Source material:
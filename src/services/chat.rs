// SPDX-License-Identifier: MIT
// Copyright 2026 Roland Dreier <roland@rolandd.dev>

//! Posting notifications into Mattermost channels.

use crate::error::AppError;
use crate::models::Attachment;
use async_trait::async_trait;

#[async_trait]
pub trait ChatPoster: Send + Sync {
    /// Post `attachment` into `channel_id` as the user `bot_id`.
    async fn post_message(
        &self,
        channel_id: &str,
        bot_id: &str,
        attachment: &Attachment,
    ) -> Result<(), AppError>;
}

/// Posts through the Mattermost REST API with a bot access token.
#[derive(Clone)]
pub struct MattermostPoster {
    http: reqwest::Client,
    site_url: String,
    bot_access_token: String,
}

impl MattermostPoster {
    pub fn new(site_url: &str, bot_access_token: String) -> Self {
        Self {
            http: reqwest::Client::new(),
            site_url: site_url.trim_end_matches('/').to_string(),
            bot_access_token,
        }
    }
}

#[async_trait]
impl ChatPoster for MattermostPoster {
    async fn post_message(
        &self,
        channel_id: &str,
        bot_id: &str,
        attachment: &Attachment,
    ) -> Result<(), AppError> {
        let body = serde_json::json!({
            "channel_id": channel_id,
            "user_id": bot_id,
            "message": "",
            "props": { "attachments": [attachment] },
        });

        let response = self
            .http
            .post(format!("{}/api/v4/posts", self.site_url))
            .bearer_auth(&self.bot_access_token)
            .json(&body)
            .send()
            .await
            .map_err(|e| AppError::Chat(e.to_string()))?;

        if !response.status().is_success() {
            let status = response.status();
            let body = response.text().await.unwrap_or_default();
            return Err(AppError::Chat(format!("HTTP {}: {}", status, body)));
        }

        Ok(())
    }
}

What you have to do: Extract every line above exactly as it stands.

Problem solution:
filename src/services/chat.rs
// SPDX-License-Identifier: MIT
// Copyright 2026 Roland Dreier <roland@rolandd.dev>

//! Posting notifications into Mattermost channels.

use crate::error::AppError;
use crate::models::Attachment;
use async_trait::async_trait;

#[async_trait]
pub trait ChatPoster: Send + Sync {
    /// Post `attachment` into `channel_id` as the user `bot_id`.
    async fn post_message(
        &self,
        channel_id: &str,
        bot_id: &str,
        attachment: &Attachment,
    ) -> Result<(), AppError>;
}

/// Posts through the Mattermost REST API with a bot access token.
#[derive(Clone)]
pub struct MattermostPoster {
    http: reqwest::Client,
    site_url: String,
    bot_access_token: String,
}

impl MattermostPoster {
    pub fn new(site_url: &str, bot_access_token: String) -> Self {
        Self {
            http: reqwest::Client::new(),
            site_url: site_url.trim_end_matches('/').to_string(),
            bot_access_token,
        }
    }
}

#[async_trait]
impl ChatPoster for MattermostPoster {
    async fn post_message(
        &self,
        channel_id: &str,
        bot_id: &str,
        attachment: &Attachment,
    ) -> Result<(), AppError> {
        let body = serde_json::json!({
            "channel_id": channel_id,
            "user_id": bot_id,
            "message": "",
            "props": { "attachments": [attachment] },
        });

        let response = self
            .http
            .post(format!("{}/api/v4/posts", self.site_url))
            .bearer_auth(&self.bot_access_token)
            .json(&body)
            .send()
            .await
            .map_err(|e| AppError::Chat(e.to_string()))?;

        if !response.status().is_success() {
            let status = response.status();
            let body = response.text().await.unwrap_or_default();
            return Err(AppError::Chat(format!("HTTP {}: {}", status, body)));
        }

        Ok(())
    }
}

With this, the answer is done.